# Try it
Below are entries to examine: work out how many lines contain the word "Redirect", and give only that number.
----
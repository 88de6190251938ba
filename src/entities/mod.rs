pub mod category;
pub mod item;
pub mod standard_item;
use axum::{
    extract::{ws::WebSocketUpgrade, Path, State},
    http::{header, HeaderMap},
    response::{Html, IntoResponse, Redirect, Response},
    Json,
};
use std::collections::HashMap;

use super::AppState;
use crate::i18n;
use crate::notifications::NotificationHub;

pub const LANGUAGE_COOKIE: &str = "lang";

/// Language stored in the `lang` cookie, if any.
pub fn cookie_language(headers: &HeaderMap) -> Option<&str> {
    headers
        .get_all(header::COOKIE)
        .iter()
        .filter_map(|value| value.to_str().ok())
        .flat_map(|value| value.split(';'))
        .filter_map(|pair| pair.trim().split_once('='))
        .find(|(name, _)| *name == LANGUAGE_COOKIE)
        .map(|(_, value)| value)
}

pub async fn set_language(Path(lang): Path<String>, headers: HeaderMap) -> Response {
    let target = headers
        .get(header::REFERER)
        .and_then(|value| value.to_str().ok())
        .unwrap_or("/")
        .to_string();
    if !i18n::is_supported(&lang) {
        return Redirect::to(&target).into_response();
    }
    let cookie = format!("{LANGUAGE_COOKIE}={lang}; Path=/; Max-Age=31536000; SameSite=Lax");
    ([(header::SET_COOKIE, cookie)], Redirect::to(&target)).into_response()
}

pub async fn translations(headers: HeaderMap) -> Json<HashMap<&'static str, &'static str>> {
    Json(i18n::table(cookie_language(&headers)).clone())
}

pub async fn scan(headers: HeaderMap) -> Html<String> {
    let lang = i18n::language_of(cookie_language(&headers));
    Html(format!(
        r#"<!DOCTYPE html>
<html lang="{lang}">
<head><meta charset="utf-8"><title>{title}</title></head>
<body>
<h1>{title}</h1>
<form id="scan">
  <input id="code" name="code" autofocus autocomplete="off">
  <button type="submit">{search}</button>
</form>
<script>
document.getElementById("scan").addEventListener("submit", function (event) {{
  event.preventDefault();
  var code = document.getElementById("code").value.trim();
  if (code.indexOf("/stock/items/") !== -1) {{
    code = code.split("/stock/items/")[1].split("/")[0];
  }}
  if (code) {{
    window.location.href = "/stock/items/" + encodeURIComponent(code);
  }}
}});
</script>
</body>
</html>
"#,
        title = i18n::translate("Scan QR Code", Some(lang)),
        search = i18n::translate("Search", Some(lang)),
    ))
}

pub async fn events(ws: WebSocketUpgrade, State(service): State<AppState>) -> Response {
    let sender = service.hub().sender();
    ws.on_upgrade(move |socket| NotificationHub::handle_socket(socket, sender))
}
----
# Response to this task
3